Davis' personal assistant, Arthur Silber, once revealed that Cohn, who had close ties with the mob, put out the contract to hurt Davis.
However, he gave specific orders not to kill the singing icon, who lost his left eye in a car accident years prior, but to break his two legs or blind his second eye.
Cohen offered Davis a lifeline, however, giving him two days to marry a woman of color. The "One Life to Live" star took the lifeline.
TAKING A BRIDE
After being threatened, Davis sought protection from Chicago Mobster Sam Giancana, who could not guarantee his all-around safety outside Chicago and Las Vegas. Left with no choice, he began his hunt for a bride by searching through his phone book.
Within hours, he found dancer Loray White, whom he once dated. The two arranged a contract to tie the knot hastily and end the marriage before the year ran out.
He offered her a huge sum of money to comply with his terms, and they went through with the marriage. But things soon turned sour.
Throughout the ceremony, Davis kept drinking to cope with his emotional torture. While driving to their wedding suite after the nuptials, a visibly drunk Davis turned on his new bride and attempted to strangle her.
Thankfully, Silber stopped him just in time. Silber would also be the savior that wrestled a gun out of Davis' hands hours later, preventing him from taking his own life.
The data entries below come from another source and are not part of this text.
/// Monitoring engine module - probes monitors and keeps their schedule
///
/// This module is responsible for:
/// - Executing ping (TCP) and website (HTTP) checks
/// - Recording outcomes and computing the next due time
/// - Tracking every monitor's schedule and applying update flags
/// - Driving all of the above from a fixed tick
pub mod checker;
pub mod dispatch;
pub mod executor;
pub mod recorder;
pub mod registry;
pub mod schedule;
pub mod scheduler;
pub mod stats;
pub mod types;
pub mod validation;


pub use dispatch::CheckRunner;
pub use executor::ProbeExecutor;
pub use registry::MonitorRegistry;
pub use scheduler::{MonitoringScheduler, SchedulerSettings};
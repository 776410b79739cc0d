//! Shared tracing setup for the monitor-checker binaries.

use std::env::var;

use tracing::level_filters::LevelFilter;
use tracing_subscriber::{Layer, filter::EnvFilter, layer::SubscriberExt, util::SubscriberInitExt};

/// Environment variable selecting the output format (`json` or `compact`).
pub const LOG_FORMAT_VAR: &str = "RUST_LOG_FORMAT";

/// Install the global subscriber at `info`, honouring `RUST_LOG`.
pub fn init_tracing() {
    initialize_tracing(LevelFilter::INFO);
}

/// Output layout of the stdout log layer.
#[derive(Debug, Clone, Copy, PartialEq, Eq)]
pub enum LogFormat {
    Compact,
    Json,
}

impl LogFormat {
    /// Unknown or empty values fall back to the compact layout.
    pub fn parse(raw: &str) -> Self {
        match raw.trim().to_ascii_lowercase().as_str() {
            "json" => Self::Json,
            _ => Self::Compact,
        }
    }
}

fn initialize_tracing(level: LevelFilter) {
    let env_filter = EnvFilter::builder().with_default_directive(level.into()).from_env_lossy();

    // The subscriber is not installed yet, so a missing variable cannot be logged here.
    let log_format = var(LOG_FORMAT_VAR).map(|raw| LogFormat::parse(&raw)).unwrap_or(LogFormat::Compact);

    let log_layer = match log_format {
        LogFormat::Json => tracing_subscriber::fmt::layer().json().with_filter(env_filter).boxed(),
        LogFormat::Compact => tracing_subscriber::fmt::layer()
            .compact()
            .with_target(false)
            .with_filter(env_filter)
            .boxed(),
    };

    // A second call (e.g. from tests) keeps the first subscriber.
    let _ = tracing_subscriber::registry().with(log_layer).try_init();
}
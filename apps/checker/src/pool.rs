use deadpool::managed::{self, Pool, RecycleError, RecycleResult};
use libsql::{Connection, Database, Error as LibsqlError};

/// Hands out libsql connections for one database handle
pub struct LibsqlManager {
    database: Database,
}

impl LibsqlManager {
    pub fn new(database: Database) -> Self {
        Self { database }
    }
}

impl managed::Manager for LibsqlManager {
    type Type = Connection;
    type Error = LibsqlError;

    async fn create(&self) -> Result<Self::Type, Self::Error> {
        self.database.connect()
    }

    async fn recycle(
        &self,
        conn: &mut Self::Type,
        _: &managed::Metrics,
    ) -> RecycleResult<Self::Error> {
        // Cheap round trip so broken remote connections are replaced
        let mut rows = conn.query("SELECT 1", ()).await?;
        match rows.next().await? {
            Some(_) => Ok(()),
            None => Err(RecycleError::Message("liveness query returned no rows".into())),
        }
    }
}

pub type LibsqlPool = Pool<LibsqlManager>;

/// Build a pool around an already opened database handle
pub fn build_pool(database: Database, max_size: usize) -> anyhow::Result<LibsqlPool> {
    let pool = Pool::builder(LibsqlManager::new(database)).max_size(max_size.max(1)).build()?;
    Ok(pool)
}
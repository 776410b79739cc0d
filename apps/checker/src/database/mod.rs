/// Database abstraction layer
///
/// The checker reads monitor definitions and update flags written by the web
/// application and appends probe outcomes. Everything goes through the
/// [`Database`] trait; [`LibsqlDatabase`] serves both an embedded file and a
/// remote libsql server.

pub mod migrations;
pub mod models;
pub mod repository;

#[cfg(test)]
pub mod fixtures;

pub use repository::{Database, LibsqlDatabase};

use anyhow::Result;

/// Initialize database with schema
pub async fn initialize_database(conn: &libsql::Connection) -> Result<()> {
    migrations::run_migrations(conn).await
}
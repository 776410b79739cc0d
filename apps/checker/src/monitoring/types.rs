use chrono::{DateTime, Utc};

/// Shortest allowed interval between two checks of one monitor, in seconds
pub const MIN_PERIODICITY: u32 = 5;
/// Longest allowed interval between two checks of one monitor, in seconds
pub const MAX_PERIODICITY: u32 = 300;
/// Used when a stored definition carries no periodicity at all
pub const DEFAULT_PERIODICITY: u32 = 300;

/// Persisted discriminator of a monitor definition
#[derive(Debug, Clone, Copy, PartialEq, Eq, Hash)]
pub enum MonitorType {
    Ping,
    Website,
}

impl MonitorType {
    pub const ALL: [MonitorType; 2] = [MonitorType::Ping, MonitorType::Website];

    pub fn as_str(&self) -> &'static str {
        match self {
            MonitorType::Ping => "ping",
            MonitorType::Website => "website",
        }
    }

    pub fn parse(raw: &str) -> Option<Self> {
        match raw {
            "ping" => Some(MonitorType::Ping),
            "website" => Some(MonitorType::Website),
            _ => None,
        }
    }
}

impl std::fmt::Display for MonitorType {
    fn fmt(&self, f: &mut std::fmt::Formatter<'_>) -> std::fmt::Result {
        f.write_str(self.as_str())
    }
}

/// Kind-specific part of a monitor definition
#[derive(Debug, Clone, PartialEq, Eq)]
pub enum MonitorKind {
    /// TCP reachability of `hostname:port`
    Ping { hostname: String, port: u16 },

    /// HTTP GET of `url`, optionally validating status and body
    Website {
        url: String,
        enforce_status: bool,
        keywords: Vec<String>,
    },
}

impl MonitorKind {
    pub fn monitor_type(&self) -> MonitorType {
        match self {
            MonitorKind::Ping { .. } => MonitorType::Ping,
            MonitorKind::Website { .. } => MonitorType::Website,
        }
    }

    /// Human readable target, used in logs
    pub fn target(&self) -> String {
        match self {
            MonitorKind::Ping { hostname, port } => format!("{hostname}:{port}"),
            MonitorKind::Website { url, .. } => url.clone(),
        }
    }
}

/// A check definition as owned by the web application
#[derive(Debug, Clone, PartialEq, Eq)]
pub struct Monitor {
    pub id: i64,
    pub label: String,

    /// Seconds between two due times, always within
    /// [`MIN_PERIODICITY`, `MAX_PERIODICITY`]
    pub periodicity: u32,

    pub kind: MonitorKind,
}

impl Monitor {
    pub fn monitor_type(&self) -> MonitorType {
        self.kind.monitor_type()
    }
}

/// Clamp a stored periodicity into the supported range
pub fn clamp_periodicity(raw: Option<i64>) -> u32 {
    match raw {
        None => DEFAULT_PERIODICITY,
        Some(value) => value.clamp(MIN_PERIODICITY as i64, MAX_PERIODICITY as i64) as u32,
    }
}

/// Decode the persisted keyword list.
///
/// Anything that is not a JSON array degrades to an empty list; non-string
/// elements and empty strings are dropped.
pub fn parse_keywords(raw: Option<&str>) -> Vec<String> {
    let Some(raw) = raw.map(str::trim).filter(|raw| !raw.is_empty()) else {
        return Vec::new();
    };

    match serde_json::from_str::<serde_json::Value>(raw) {
        Ok(serde_json::Value::Array(items)) => items
            .into_iter()
            .filter_map(|item| match item {
                serde_json::Value::String(keyword) if !keyword.is_empty() => Some(keyword),
                _ => None,
            })
            .collect(),
        _ => Vec::new(),
    }
}

/// Result of a single probe
#[derive(Debug, Clone, Copy, PartialEq, Eq)]
pub enum ProbeStatus {
    Succeeded,
    Failed,
}

impl ProbeStatus {
    pub fn as_str(&self) -> &'static str {
        match self {
            ProbeStatus::Succeeded => "succeeded",
            ProbeStatus::Failed => "failed",
        }
    }

    pub fn parse(raw: &str) -> Option<Self> {
        match raw {
            "succeeded" => Some(ProbeStatus::Succeeded),
            "failed" => Some(ProbeStatus::Failed),
            _ => None,
        }
    }
}

impl std::fmt::Display for ProbeStatus {
    fn fmt(&self, f: &mut std::fmt::Formatter<'_>) -> std::fmt::Result {
        f.write_str(self.as_str())
    }
}

/// One immutable log entry
#[derive(Debug, Clone, PartialEq, Eq)]
pub struct ProbeOutcome {
    /// ID of the monitor that was checked
    pub monitor_id: i64,

    /// When the probe started, truncated to whole seconds
    pub started_at: DateTime<Utc>,

    pub status: ProbeStatus,

    /// Wall-clock duration of the probe, rounded to the nearest millisecond
    pub response_time_ms: u64,
}

impl ProbeOutcome {
    pub fn succeeded(&self) -> bool {
        self.status == ProbeStatus::Succeeded
    }
}

/// Daemon-local schedule state of one monitor
#[derive(Debug, Clone, PartialEq, Eq)]
pub struct ScheduleEntry {
    pub monitor: Monitor,
    pub next_check: DateTime<Utc>,
}

impl ScheduleEntry {
    pub fn is_due(&self, now: DateTime<Utc>) -> bool {
        self.next_check <= now
    }
}
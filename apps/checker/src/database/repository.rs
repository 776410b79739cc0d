use anyhow::Result;
use async_trait::async_trait;
use chrono::Utc;
use libsql::params;
use tracing::warn;

use super::models::{MONITOR_COLUMNS, MonitorRow, format_timestamp, outcome_from_row};
use crate::monitoring::types::{Monitor, MonitorType, ProbeOutcome};
use crate::pool::{LibsqlManager, LibsqlPool};

/// Storage operations the checker depends on
#[async_trait]
pub trait Database: Send + Sync {
    /// All valid monitors of one type
    async fn list_monitors(&self, monitor_type: MonitorType) -> Result<Vec<Monitor>>;

    /// A single monitor, `None` when it does not exist (or cannot be probed)
    async fn get_monitor(&self, id: i64) -> Result<Option<Monitor>>;

    /// Most recent log entry of a monitor by start time
    async fn latest_outcome(&self, monitor_id: i64) -> Result<Option<ProbeOutcome>>;

    /// Append a log entry
    async fn append_outcome(&self, outcome: &ProbeOutcome) -> Result<()>;

    /// Monitors whose update flag is raised
    async fn list_pending_update_flags(&self) -> Result<Vec<i64>>;

    /// Lower the update flag of a monitor
    async fn clear_update_flag(&self, monitor_id: i64) -> Result<()>;
}

/// LibSQL database implementation
pub struct LibsqlDatabase {
    pool: LibsqlPool,
}

impl LibsqlDatabase {
    pub fn new(pool: LibsqlPool) -> Self {
        Self { pool }
    }

    async fn get_conn(&self) -> Result<deadpool::managed::Object<LibsqlManager>> {
        Ok(self.pool.get().await?)
    }
}

fn monitor_from_row(row: MonitorRow) -> Option<Monitor> {
    let id = row.id;
    match row.into_monitor() {
        Ok(monitor) => Some(monitor),
        Err(e) => {
            warn!(monitor_id = id, "Skipping malformed monitor definition: {}", e);
            None
        }
    }
}

#[async_trait]
impl Database for LibsqlDatabase {
    async fn list_monitors(&self, monitor_type: MonitorType) -> Result<Vec<Monitor>> {
        let conn = self.get_conn().await?;
        let sql = format!("SELECT {} FROM monitors WHERE monitor_type = ? ORDER BY id", MONITOR_COLUMNS);
        let mut rows = conn.query(&sql, params![monitor_type.as_str()]).await?;

        let mut monitors = Vec::new();
        while let Some(row) = rows.next().await? {
            if let Some(monitor) = monitor_from_row(MonitorRow::from_row(&row)?) {
                monitors.push(monitor);
            }
        }

        Ok(monitors)
    }

    async fn get_monitor(&self, id: i64) -> Result<Option<Monitor>> {
        let conn = self.get_conn().await?;
        let sql = format!("SELECT {} FROM monitors WHERE id = ?", MONITOR_COLUMNS);
        let mut rows = conn.query(&sql, params![id]).await?;

        match rows.next().await? {
            Some(row) => Ok(monitor_from_row(MonitorRow::from_row(&row)?)),
            None => Ok(None),
        }
    }

    async fn latest_outcome(&self, monitor_id: i64) -> Result<Option<ProbeOutcome>> {
        let conn = self.get_conn().await?;
        let mut rows = conn
            .query(
                "SELECT monitor_id, started_at, status, response_time_ms FROM monitor_logs WHERE monitor_id = ? ORDER BY started_at DESC, id DESC LIMIT 1",
                params![monitor_id],
            )
            .await?;

        match rows.next().await? {
            Some(row) => Ok(Some(outcome_from_row(&row)?)),
            None => Ok(None),
        }
    }

    async fn append_outcome(&self, outcome: &ProbeOutcome) -> Result<()> {
        let conn = self.get_conn().await?;
        let now = format_timestamp(Utc::now());

        conn.execute(
            "INSERT INTO monitor_logs (monitor_id, started_at, status, response_time_ms, created_at, updated_at) VALUES (?, ?, ?, ?, ?, ?)",
            params![
                outcome.monitor_id,
                format_timestamp(outcome.started_at),
                outcome.status.as_str(),
                outcome.response_time_ms as i64,
                now.clone(),
                now
            ],
        )
        .await?;

        Ok(())
    }

    async fn list_pending_update_flags(&self) -> Result<Vec<i64>> {
        let conn = self.get_conn().await?;
        let mut rows = conn
            .query(
                "SELECT DISTINCT monitor_id FROM monitor_updates WHERE must_update = 1 ORDER BY monitor_id",
                (),
            )
            .await?;

        let mut ids = Vec::new();
        while let Some(row) = rows.next().await? {
            ids.push(row.get::<i64>(0)?);
        }

        Ok(ids)
    }

    async fn clear_update_flag(&self, monitor_id: i64) -> Result<()> {
        let conn = self.get_conn().await?;

        conn.execute(
            "UPDATE monitor_updates SET must_update = 0, updated_at = ? WHERE monitor_id = ?",
            params![format_timestamp(Utc::now()), monitor_id],
        )
        .await?;

        Ok(())
    }
}

#[cfg(test)]
mod tests {
    use super::*;
    use crate::database::fixtures::{NewMonitor, TestDatabase};
    use crate::monitoring::types::{MonitorKind, ProbeStatus};
    use chrono::{DateTime, TimeZone};

    fn outcome(monitor_id: i64, started_at: DateTime<Utc>, status: ProbeStatus) -> ProbeOutcome {
        ProbeOutcome { monitor_id, started_at, status, response_time_ms: 42 }
    }

    #[tokio::test]
    async fn test_list_monitors_by_type() -> Result<()> {
        let test_db = TestDatabase::new().await?;
        let ping = test_db.insert_monitor(&NewMonitor::ping("db", "127.0.0.1", 5432)).await?;
        let site = test_db.insert_monitor(&NewMonitor::website("home", "https://example.com")).await?;

        let pings = test_db.database.list_monitors(MonitorType::Ping).await?;
        assert_eq!(pings.len(), 1);
        assert_eq!(pings[0].id, ping);
        assert_eq!(pings[0].kind, MonitorKind::Ping { hostname: "127.0.0.1".to_string(), port: 5432 });

        let sites = test_db.database.list_monitors(MonitorType::Website).await?;
        assert_eq!(sites.len(), 1);
        assert_eq!(sites[0].id, site);
        Ok(())
    }

    #[tokio::test]
    async fn test_malformed_rows_are_skipped() -> Result<()> {
        let test_db = TestDatabase::new().await?;
        let mut broken = NewMonitor::ping("broken", "", 80);
        broken.hostname = None;
        let broken_id = test_db.insert_monitor(&broken).await?;
        test_db.insert_monitor(&NewMonitor::ping("ok", "127.0.0.1", 80)).await?;

        let pings = test_db.database.list_monitors(MonitorType::Ping).await?;
        assert_eq!(pings.len(), 1);
        assert_eq!(test_db.database.get_monitor(broken_id).await?, None);
        Ok(())
    }

    #[tokio::test]
    async fn test_get_monitor() -> Result<()> {
        let test_db = TestDatabase::new().await?;
        let id = test_db
            .insert_monitor(&NewMonitor::website("shop", "https://shop.example").with_keywords(r#"["Cart"]"#))
            .await?;

        let monitor = test_db.database.get_monitor(id).await?.expect("monitor exists");
        assert_eq!(monitor.label, "shop");
        match monitor.kind {
            MonitorKind::Website { keywords, .. } => assert_eq!(keywords, vec!["Cart".to_string()]),
            other => panic!("unexpected kind {:?}", other),
        }

        assert_eq!(test_db.database.get_monitor(id + 100).await?, None);
        Ok(())
    }

    #[tokio::test]
    async fn test_latest_outcome_returns_most_recent() -> Result<()> {
        let test_db = TestDatabase::new().await?;
        let id = test_db.insert_monitor(&NewMonitor::ping("db", "127.0.0.1", 5432)).await?;

        assert_eq!(test_db.database.latest_outcome(id).await?, None);

        let earlier = outcome(id, Utc.with_ymd_and_hms(2025, 8, 1, 10, 0, 0).unwrap(), ProbeStatus::Failed);
        let later = outcome(id, Utc.with_ymd_and_hms(2025, 8, 1, 10, 0, 30).unwrap(), ProbeStatus::Succeeded);

        test_db.database.append_outcome(&earlier).await?;
        assert_eq!(test_db.database.latest_outcome(id).await?, Some(earlier.clone()));

        // Inserted out of order: start time decides, not insertion order
        test_db.database.append_outcome(&later).await?;
        test_db
            .database
            .append_outcome(&outcome(id, Utc.with_ymd_and_hms(2025, 8, 1, 9, 0, 0).unwrap(), ProbeStatus::Failed))
            .await?;
        assert_eq!(test_db.database.latest_outcome(id).await?, Some(later));
        Ok(())
    }

    #[tokio::test]
    async fn test_outcomes_are_per_monitor() -> Result<()> {
        let test_db = TestDatabase::new().await?;
        let a = test_db.insert_monitor(&NewMonitor::ping("a", "127.0.0.1", 1)).await?;
        let b = test_db.insert_monitor(&NewMonitor::ping("b", "127.0.0.1", 2)).await?;

        let for_a = outcome(a, Utc.with_ymd_and_hms(2025, 1, 1, 0, 0, 0).unwrap(), ProbeStatus::Succeeded);
        test_db.database.append_outcome(&for_a).await?;

        assert_eq!(test_db.database.latest_outcome(a).await?, Some(for_a));
        assert_eq!(test_db.database.latest_outcome(b).await?, None);
        Ok(())
    }

    #[tokio::test]
    async fn test_update_flags() -> Result<()> {
        let test_db = TestDatabase::new().await?;
        let a = test_db.insert_monitor(&NewMonitor::ping("a", "127.0.0.1", 1)).await?;
        let b = test_db.insert_monitor(&NewMonitor::ping("b", "127.0.0.1", 2)).await?;

        test_db.set_update_flag(b, true).await?;
        test_db.set_update_flag(a, true).await?;
        test_db.set_update_flag(a, true).await?;
        assert_eq!(test_db.database.list_pending_update_flags().await?, vec![a, b]);

        test_db.database.clear_update_flag(a).await?;
        assert_eq!(test_db.database.list_pending_update_flags().await?, vec![b]);

        // Clearing an absent flag is a no-op
        test_db.database.clear_update_flag(999).await?;
        assert_eq!(test_db.database.list_pending_update_flags().await?, vec![b]);
        Ok(())
    }
}
use anyhow::Result;
use chrono::{DateTime, Duration, Utc};
use std::sync::Arc;

use super::types::{Monitor, ProbeOutcome};
use crate::database::Database;

/// Works out when a monitor is due next from its log
pub struct ScheduleCalculator {
    database: Arc<dyn Database>,
}

impl ScheduleCalculator {
    pub fn new(database: Arc<dyn Database>) -> Self {
        Self { database }
    }

    /// Latest start time plus periodicity, or now when the monitor was never checked
    pub async fn next_check_time(&self, monitor: &Monitor) -> Result<DateTime<Utc>> {
        let latest = self.database.latest_outcome(monitor.id).await?;
        Ok(next_check_after(latest.as_ref(), monitor.periodicity, Utc::now()))
    }
}

/// Pure part of [`ScheduleCalculator::next_check_time`]
pub fn next_check_after(
    latest: Option<&ProbeOutcome>,
    periodicity: u32,
    now: DateTime<Utc>,
) -> DateTime<Utc> {
    match latest {
        Some(outcome) => outcome.started_at + Duration::seconds(periodicity as i64),
        None => now,
    }
}

#[cfg(test)]
mod tests {
    use super::*;
    use crate::database::fixtures::{NewMonitor, TestDatabase};
    use crate::monitoring::types::{MonitorKind, ProbeStatus};
    use chrono::{FixedOffset, TimeZone};

    fn outcome_at(started_at: DateTime<Utc>) -> ProbeOutcome {
        ProbeOutcome { monitor_id: 1, started_at, status: ProbeStatus::Succeeded, response_time_ms: 12 }
    }

    #[test]
    fn test_next_check_adds_periodicity() {
        let started = Utc.with_ymd_and_hms(2025, 8, 13, 23, 59, 50).unwrap();
        let now = Utc.with_ymd_and_hms(2025, 8, 14, 12, 0, 0).unwrap();

        for periodicity in [5u32, 42, 300] {
            let next = next_check_after(Some(&outcome_at(started)), periodicity, now);
            assert_eq!(next, started + Duration::seconds(periodicity as i64));
        }
    }

    #[test]
    fn test_next_check_independent_of_offset() {
        // Same instant expressed in another zone yields the same due time
        let zone = FixedOffset::east_opt(5 * 3600 + 1800).unwrap();
        let local = zone.with_ymd_and_hms(2025, 3, 30, 2, 30, 0).unwrap();
        let started = local.with_timezone(&Utc);

        let next = next_check_after(Some(&outcome_at(started)), 60, Utc::now());
        assert_eq!(next, Utc.with_ymd_and_hms(2025, 3, 29, 21, 1, 0).unwrap());
    }

    #[test]
    fn test_never_checked_is_due_now() {
        let now = Utc::now();
        assert_eq!(next_check_after(None, 300, now), now);
    }

    #[tokio::test]
    async fn test_calculator_reads_latest_outcome() -> Result<()> {
        let test_db = TestDatabase::new().await?;
        let id = test_db.insert_monitor(&NewMonitor::ping("db", "127.0.0.1", 5432).with_periodicity(45)).await?;
        let monitor = Monitor {
            id,
            label: "db".to_string(),
            periodicity: 45,
            kind: MonitorKind::Ping { hostname: "127.0.0.1".to_string(), port: 5432 },
        };
        let calculator = ScheduleCalculator::new(test_db.database.clone());

        let before = Utc::now();
        assert!(calculator.next_check_time(&monitor).await? <= Utc::now());
        assert!(calculator.next_check_time(&monitor).await? >= before - Duration::seconds(1));

        let started = Utc.with_ymd_and_hms(2025, 6, 1, 8, 0, 0).unwrap();
        test_db.database.append_outcome(&ProbeOutcome { monitor_id: id, ..outcome_at(started) }).await?;

        assert_eq!(calculator.next_check_time(&monitor).await?, started + Duration::seconds(45));
        Ok(())
    }
}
Ultimately, the "I've Gotta Be Me" crooner and Loray never lived together, nor did their marriage work out. Their union ended after a year, as stipulated in the agreement.
Though short-lived, Loray and Davis' marriage and his love entanglement with Novak served as a stepping stone for interracial marriages.
LOVE REMAINED IN THE PICTURE
Following his marriage to Loray, Novak and Davis' episode seemingly ended. The "Vertigo" actress admitted they remained good friends but had to avoid each other forever in line with Cohn's decree. They stayed through to their decision.
In 1960, barely a year after divorcing his first wife, Davis tied the knot with Swedish-born actress May-Britt, who was white.
Although their union generated racially charged controversies, it never resulted in violence. The duo had a biological daughter, Tracey Davis, and two adopted sons before their divorce in 1968.
Shortly after, he began dating dancer Altovise Gore and married her in 1970, after two years together. The duo shared an adopted son, Manny, and stayed married until the singer's death in May 1990.
DAVIS' FINAL YEARS
Davis spent the last years of his life living with his third wife, Altovise, in their Beverly Hills mansion. In 1989, the actor began experiencing a tickling sensation in his throat, eventually losing his ability to taste.
Doctors diagnosed him with throat cancer after discovering a cancerous lump in his throat. He spent the remaining months battling the condition, initially undergoing chemotherapy and radiotherapy in lieu of surgery.
As his condition worsened, the legend was forced to undergo surgery to remove his larynx. He died two months later, in his home, at the age of 64.